▼

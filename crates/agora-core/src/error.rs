use thiserror::Error;

use crate::store::StoreError;

/// Domain failure taxonomy. Nothing here is retried; every variant maps to
/// a stable machine-readable code at the HTTP boundary.
#[derive(Debug, Error)]
pub enum Error {
    /// Missing or malformed caller input.
    #[error("{0}")]
    Validation(String),

    /// Wrong principal or insufficient role.
    #[error("{0}")]
    Authorization(String),

    /// Referenced entity does not exist.
    #[error("{0}")]
    NotFound(String),

    /// The operation would duplicate existing state.
    #[error("{0}")]
    Conflict(String),

    /// The durable store failed and no degraded path applies.
    #[error(transparent)]
    Store(#[from] StoreError),
}

pub type Result<T> = std::result::Result<T, Error>;
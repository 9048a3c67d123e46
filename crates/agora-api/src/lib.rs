pub mod auth;
pub mod communities;
pub mod error;
pub mod friends;
pub mod middleware;
pub mod posts;
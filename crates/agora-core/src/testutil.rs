//! In-memory store doubles for unit tests: `MemStore` behaves like a
//! healthy durable store, `FailingStore` refuses every operation.

use std::collections::HashMap;
use std::sync::Mutex;

use chrono::Utc;
use uuid::Uuid;

use agora_types::models::{
    Community, FriendRequest, Friendship, Membership, RequestStatus, UserProfile,
};

use crate::store::{
    CommunityStore, FriendStore, MemberRecord, MembershipStore, ProfileStore, StoreError,
    StoreResult,
};

#[derive(Default)]
pub struct MemStore {
    memberships: Mutex<HashMap<(Uuid, Uuid), Membership>>,
    communities: Mutex<HashMap<Uuid, Community>>,
    posts: Mutex<Vec<(Uuid, Uuid)>>,
    requests: Mutex<HashMap<Uuid, FriendRequest>>,
    friendships: Mutex<HashMap<Uuid, Friendship>>,
    users: Mutex<Vec<UserProfile>>,
}

impl MemStore {
    pub fn new() -> Self {
        Self::default()
    }

    pub fn add_user(&self, username: &str, display_name: &str) -> Uuid {
        let id = Uuid::new_v4();
        self.users.lock().unwrap().push(UserProfile {
            id,
            username: username.to_string(),
            display_name: display_name.to_string(),
            avatar_url: None,
            created_at: Utc::now(),
        });
        id
    }

    pub fn member_count(&self, community_id: Uuid) -> i64 {
        self.communities
            .lock()
            .unwrap()
            .get(&community_id)
            .map(|c| c.member_count)
            .unwrap_or(0)
    }
}

impl MembershipStore for MemStore {
    fn membership(&self, community_id: Uuid, user_id: Uuid) -> StoreResult<Option<Membership>> {
        Ok(self
            .memberships
            .lock()
            .unwrap()
            .get(&(community_id, user_id))
            .cloned())
    }

    fn insert_membership(&self, membership: &Membership) -> StoreResult<()> {
        let key = (membership.community_id, membership.user_id);
        let mut map = self.memberships.lock().unwrap();
        if map.contains_key(&key) {
            return Err(StoreError::Unavailable("duplicate membership row".into()));
        }
        map.insert(key, membership.clone());
        Ok(())
    }

    fn delete_membership(&self, community_id: Uuid, user_id: Uuid) -> StoreResult<()> {
        match self
            .memberships
            .lock()
            .unwrap()
            .remove(&(community_id, user_id))
        {
            Some(_) => Ok(()),
            None => Err(StoreError::NotFound),
        }
    }

    fn community_members(&self, community_id: Uuid) -> StoreResult<Vec<MemberRecord>> {
        let users = self.users.lock().unwrap();
        let mut records: Vec<MemberRecord> = self
            .memberships
            .lock()
            .unwrap()
            .values()
            .filter(|m| m.community_id == community_id)
            .map(|m| {
                let profile = users.iter().find(|u| u.id == m.user_id);
                MemberRecord {
                    membership: m.clone(),
                    display_name: profile.map(|p| p.display_name.clone()),
                    avatar_url: profile.and_then(|p| p.avatar_url.clone()),
                }
            })
            .collect();
        records.sort_by_key(|r| r.membership.joined_at);
        Ok(records)
    }

    fn adjust_member_count(&self, community_id: Uuid, delta: i64) -> StoreResult<()> {
        let mut map = self.communities.lock().unwrap();
        let community = map.get_mut(&community_id).ok_or(StoreError::NotFound)?;
        community.member_count = (community.member_count + delta).max(0);
        Ok(())
    }
}

impl CommunityStore for MemStore {
    fn community(&self, id: Uuid) -> StoreResult<Option<Community>> {
        Ok(self.communities.lock().unwrap().get(&id).cloned())
    }

    fn communities(&self) -> StoreResult<Vec<Community>> {
        let mut all: Vec<Community> = self.communities.lock().unwrap().values().cloned().collect();
        all.sort_by(|a, b| a.created_at.cmp(&b.created_at));
        Ok(all)
    }

    fn insert_community(&self, community: &Community) -> StoreResult<()> {
        self.communities
            .lock()
            .unwrap()
            .insert(community.id, community.clone());
        Ok(())
    }

    fn delete_community(&self, id: Uuid) -> StoreResult<()> {
        match self.communities.lock().unwrap().remove(&id) {
            Some(_) => Ok(()),
            None => Err(StoreError::NotFound),
        }
    }

    fn delete_community_memberships(&self, community_id: Uuid) -> StoreResult<usize> {
        let mut map = self.memberships.lock().unwrap();
        let before = map.len();
        map.retain(|(cid, _), _| *cid != community_id);
        Ok(before - map.len())
    }

    fn delete_community_posts(&self, community_id: Uuid) -> StoreResult<usize> {
        let mut posts = self.posts.lock().unwrap();
        let before = posts.len();
        posts.retain(|(_, cid)| *cid != community_id);
        Ok(before - posts.len())
    }
}

impl FriendStore for MemStore {
    fn insert_request(&self, request: &FriendRequest) -> StoreResult<()> {
        self.requests
            .lock()
            .unwrap()
            .insert(request.id, request.clone());
        Ok(())
    }

    fn request_between(&self, a: Uuid, b: Uuid) -> StoreResult<Option<FriendRequest>> {
        Ok(self
            .requests
            .lock()
            .unwrap()
            .values()
            .find(|r| {
                (r.sender_id == a && r.receiver_id == b)
                    || (r.sender_id == b && r.receiver_id == a)
            })
            .cloned())
    }

    fn pending_request_from(
        &self,
        sender_id: Uuid,
        receiver_id: Uuid,
    ) -> StoreResult<Option<FriendRequest>> {
        Ok(self
            .requests
            .lock()
            .unwrap()
            .values()
            .find(|r| {
                r.sender_id == sender_id
                    && r.receiver_id == receiver_id
                    && r.status == RequestStatus::Pending
            })
            .cloned())
    }

    fn transition_request(
        &self,
        id: Uuid,
        receiver_id: Uuid,
        from: RequestStatus,
        to: RequestStatus,
    ) -> StoreResult<FriendRequest> {
        let mut map = self.requests.lock().unwrap();
        match map.get_mut(&id) {
            Some(r) if r.receiver_id == receiver_id && r.status == from => {
                r.status = to;
                r.updated_at = Utc::now();
                Ok(r.clone())
            }
            _ => Err(StoreError::NotFound),
        }
    }

    fn delete_request(&self, id: Uuid, sender_id: Uuid) -> StoreResult<()> {
        let mut map = self.requests.lock().unwrap();
        match map.get(&id) {
            Some(r) if r.sender_id == sender_id && r.status == RequestStatus::Pending => {
                map.remove(&id);
                Ok(())
            }
            _ => Err(StoreError::NotFound),
        }
    }

    fn pending_requests_for(&self, user_id: Uuid) -> StoreResult<Vec<FriendRequest>> {
        Ok(self
            .requests
            .lock()
            .unwrap()
            .values()
            .filter(|r| {
                r.status == RequestStatus::Pending
                    && (r.sender_id == user_id || r.receiver_id == user_id)
            })
            .cloned()
            .collect())
    }

    fn insert_friendship(&self, friendship: &Friendship) -> StoreResult<()> {
        self.friendships
            .lock()
            .unwrap()
            .insert(friendship.id, friendship.clone());
        Ok(())
    }

    fn friendship_between(&self, a: Uuid, b: Uuid) -> StoreResult<Option<Friendship>> {
        Ok(self
            .friendships
            .lock()
            .unwrap()
            .values()
            .find(|f| {
                (f.user1_id == a && f.user2_id == b) || (f.user1_id == b && f.user2_id == a)
            })
            .cloned())
    }

    fn friendships_of(&self, user_id: Uuid) -> StoreResult<Vec<Friendship>> {
        Ok(self
            .friendships
            .lock()
            .unwrap()
            .values()
            .filter(|f| f.user1_id == user_id || f.user2_id == user_id)
            .cloned()
            .collect())
    }
}

impl ProfileStore for MemStore {
    fn find_by_username(&self, username: &str) -> StoreResult<Option<UserProfile>> {
        Ok(self
            .users
            .lock()
            .unwrap()
            .iter()
            .find(|u| u.username == username)
            .cloned())
    }

    fn profile(&self, id: Uuid) -> StoreResult<Option<UserProfile>> {
        Ok(self
            .users
            .lock()
            .unwrap()
            .iter()
            .find(|u| u.id == id)
            .cloned())
    }
}

/// Every operation fails with `Unavailable`.
pub struct FailingStore;

fn unavailable<T>() -> StoreResult<T> {
    Err(StoreError::Unavailable("injected failure".into()))
}

impl MembershipStore for FailingStore {
    fn membership(&self, _: Uuid, _: Uuid) -> StoreResult<Option<Membership>> {
        unavailable()
    }

    fn insert_membership(&self, _: &Membership) -> StoreResult<()> {
        unavailable()
    }

    fn delete_membership(&self, _: Uuid, _: Uuid) -> StoreResult<()> {
        unavailable()
    }

    fn community_members(&self, _: Uuid) -> StoreResult<Vec<MemberRecord>> {
        unavailable()
    }

    fn adjust_member_count(&self, _: Uuid, _: i64) -> StoreResult<()> {
        unavailable()
    }
}

impl CommunityStore for FailingStore {
    fn community(&self, _: Uuid) -> StoreResult<Option<Community>> {
        unavailable()
    }

    fn communities(&self) -> StoreResult<Vec<Community>> {
        unavailable()
    }

    fn insert_community(&self, _: &Community) -> StoreResult<()> {
        unavailable()
    }

    fn delete_community(&self, _: Uuid) -> StoreResult<()> {
        unavailable()
    }

    fn delete_community_memberships(&self, _: Uuid) -> StoreResult<usize> {
        unavailable()
    }

    fn delete_community_posts(&self, _: Uuid) -> StoreResult<usize> {
        unavailable()
    }
}
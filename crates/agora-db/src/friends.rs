use chrono::Utc;
use rusqlite::{params, Connection, OptionalExtension};
use uuid::Uuid;

use agora_core::store::{FriendStore, StoreResult};
use agora_types::models::{FriendRequest, Friendship, RequestStatus};

use crate::models::{FriendRequestRow, FriendshipRow};
use crate::Database;

impl FriendStore for Database {
    fn insert_request(&self, request: &FriendRequest) -> StoreResult<()> {
        self.with_conn(|conn| {
            conn.execute(
                "INSERT INTO friend_requests
                    (id, sender_id, receiver_id, status, created_at, updated_at)
                 VALUES (?1, ?2, ?3, ?4, ?5, ?6)",
                params![
                    request.id.to_string(),
                    request.sender_id.to_string(),
                    request.receiver_id.to_string(),
                    request.status.as_str(),
                    request.created_at.to_rfc3339(),
                    request.updated_at.to_rfc3339(),
                ],
            )?;
            Ok(())
        })
    }

    fn request_between(&self, a: Uuid, b: Uuid) -> StoreResult<Option<FriendRequest>> {
        self.with_conn(|conn| {
            let mut stmt = conn.prepare(
                "SELECT id, sender_id, receiver_id, status, created_at, updated_at
                 FROM friend_requests
                 WHERE (sender_id = ?1 AND receiver_id = ?2)
                    OR (sender_id = ?2 AND receiver_id = ?1)
                 LIMIT 1",
            )?;
            let row = stmt
                .query_row(params![a.to_string(), b.to_string()], request_row)
                .optional()?;
            Ok(row.map(Into::into))
        })
    }

    fn pending_request_from(
        &self,
        sender_id: Uuid,
        receiver_id: Uuid,
    ) -> StoreResult<Option<FriendRequest>> {
        self.with_conn(|conn| {
            let mut stmt = conn.prepare(
                "SELECT id, sender_id, receiver_id, status, created_at, updated_at
                 FROM friend_requests
                 WHERE sender_id = ?1 AND receiver_id = ?2 AND status = 'pending'",
            )?;
            let row = stmt
                .query_row(
                    params![sender_id.to_string(), receiver_id.to_string()],
                    request_row,
                )
                .optional()?;
            Ok(row.map(Into::into))
        })
    }

    fn transition_request(
        &self,
        id: Uuid,
        receiver_id: Uuid,
        from: RequestStatus,
        to: RequestStatus,
    ) -> StoreResult<FriendRequest> {
        self.with_conn(|conn| {
            let updated = conn.execute(
                "UPDATE friend_requests
                 SET status = ?1, updated_at = ?2
                 WHERE id = ?3 AND receiver_id = ?4 AND status = ?5",
                params![
                    to.as_str(),
                    Utc::now().to_rfc3339(),
                    id.to_string(),
                    receiver_id.to_string(),
                    from.as_str(),
                ],
            )?;
            if updated == 0 {
                return Err(rusqlite::Error::QueryReturnedNoRows);
            }
            query_request(conn, id).map(Into::into)
        })
    }

    fn delete_request(&self, id: Uuid, sender_id: Uuid) -> StoreResult<()> {
        self.with_conn(|conn| {
            let deleted = conn.execute(
                "DELETE FROM friend_requests
                 WHERE id = ?1 AND sender_id = ?2 AND status = 'pending'",
                params![id.to_string(), sender_id.to_string()],
            )?;
            if deleted == 0 {
                return Err(rusqlite::Error::QueryReturnedNoRows);
            }
            Ok(())
        })
    }

    fn pending_requests_for(&self, user_id: Uuid) -> StoreResult<Vec<FriendRequest>> {
        let rows = self.with_conn(|conn| {
            let mut stmt = conn.prepare(
                "SELECT id, sender_id, receiver_id, status, created_at, updated_at
                 FROM friend_requests
                 WHERE status = 'pending' AND (sender_id = ?1 OR receiver_id = ?1)
                 ORDER BY created_at ASC",
            )?;
            stmt.query_map([user_id.to_string()], request_row)?
                .collect::<rusqlite::Result<Vec<_>>>()
        })?;
        Ok(rows.into_iter().map(Into::into).collect())
    }

    fn insert_friendship(&self, friendship: &Friendship) -> StoreResult<()> {
        self.with_conn(|conn| {
            conn.execute(
                "INSERT INTO friendships (id, user1_id, user2_id, created_at)
                 VALUES (?1, ?2, ?3, ?4)",
                params![
                    friendship.id.to_string(),
                    friendship.user1_id.to_string(),
                    friendship.user2_id.to_string(),
                    friendship.created_at.to_rfc3339(),
                ],
            )?;
            Ok(())
        })
    }

    fn friendship_between(&self, a: Uuid, b: Uuid) -> StoreResult<Option<Friendship>> {
        // Rows are stored canonically ordered, but check both orderings
        // anyway; the lookup must not depend on that invariant.
        self.with_conn(|conn| {
            let mut stmt = conn.prepare(
                "SELECT id, user1_id, user2_id, created_at
                 FROM friendships
                 WHERE (user1_id = ?1 AND user2_id = ?2)
                    OR (user1_id = ?2 AND user2_id = ?1)",
            )?;
            let row = stmt
                .query_row(params![a.to_string(), b.to_string()], friendship_row)
                .optional()?;
            Ok(row.map(Into::into))
        })
    }

    fn friendships_of(&self, user_id: Uuid) -> StoreResult<Vec<Friendship>> {
        let rows = self.with_conn(|conn| {
            let mut stmt = conn.prepare(
                "SELECT id, user1_id, user2_id, created_at
                 FROM friendships
                 WHERE user1_id = ?1 OR user2_id = ?1
                 ORDER BY created_at ASC",
            )?;
            stmt.query_map([user_id.to_string()], friendship_row)?
                .collect::<rusqlite::Result<Vec<_>>>()
        })?;
        Ok(rows.into_iter().map(Into::into).collect())
    }
}

fn query_request(conn: &Connection, id: Uuid) -> rusqlite::Result<FriendRequestRow> {
    let mut stmt = conn.prepare(
        "SELECT id, sender_id, receiver_id, status, created_at, updated_at
         FROM friend_requests
         WHERE id = ?1",
    )?;
    stmt.query_row([id.to_string()], request_row)
}

fn request_row(row: &rusqlite::Row<'_>) -> rusqlite::Result<FriendRequestRow> {
    Ok(FriendRequestRow {
        id: row.get(0)?,
        sender_id: row.get(1)?,
        receiver_id: row.get(2)?,
        status: row.get(3)?,
        created_at: row.get(4)?,
        updated_at: row.get(5)?,
    })
}

fn friendship_row(row: &rusqlite::Row<'_>) -> rusqlite::Result<FriendshipRow> {
    Ok(FriendshipRow {
        id: row.get(0)?,
        user1_id: row.get(1)?,
        user2_id: row.get(2)?,
        created_at: row.get(3)?,
    })
}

▲

## What you are asked to do
Transcribe, with no changes, the listing above from its first line through the line with "pub struct MemStore", including that line, and stop once it is done.

## Reply
filename crates/agora-core/src/error.rs
use thiserror::Error;

use crate::store::StoreError;

/// Domain failure taxonomy. Nothing here is retried; every variant maps to
/// a stable machine-readable code at the HTTP boundary.
#[derive(Debug, Error)]
pub enum Error {
    /// Missing or malformed caller input.
    #[error("{0}")]
    Validation(String),

    /// Wrong principal or insufficient role.
    #[error("{0}")]
    Authorization(String),

    /// Referenced entity does not exist.
    #[error("{0}")]
    NotFound(String),

    /// The operation would duplicate existing state.
    #[error("{0}")]
    Conflict(String),

    /// The durable store failed and no degraded path applies.
    #[error(transparent)]
    Store(#[from] StoreError),
}

pub type Result<T> = std::result::Result<T, Error>;
repository 9048a3c67d123e46
filename crates/agora-api/src/lib.rs
pub mod auth;
pub mod communities;
pub mod error;
pub mod friends;
pub mod middleware;
pub mod posts;
filename crates/agora-core/src/testutil.rs
//! In-memory store doubles for unit tests: `MemStore` behaves like a
//! healthy durable store, `FailingStore` refuses every operation.

use std::collections::HashMap;
use std::sync::Mutex;

use chrono::Utc;
use uuid::Uuid;

use agora_types::models::{
    Community, FriendRequest, Friendship, Membership, RequestStatus, UserProfile,
};

use crate::store::{
    CommunityStore, FriendStore, MemberRecord, MembershipStore, ProfileStore, StoreError,
    StoreResult,
};

#[derive(Default)]
pub struct MemStore {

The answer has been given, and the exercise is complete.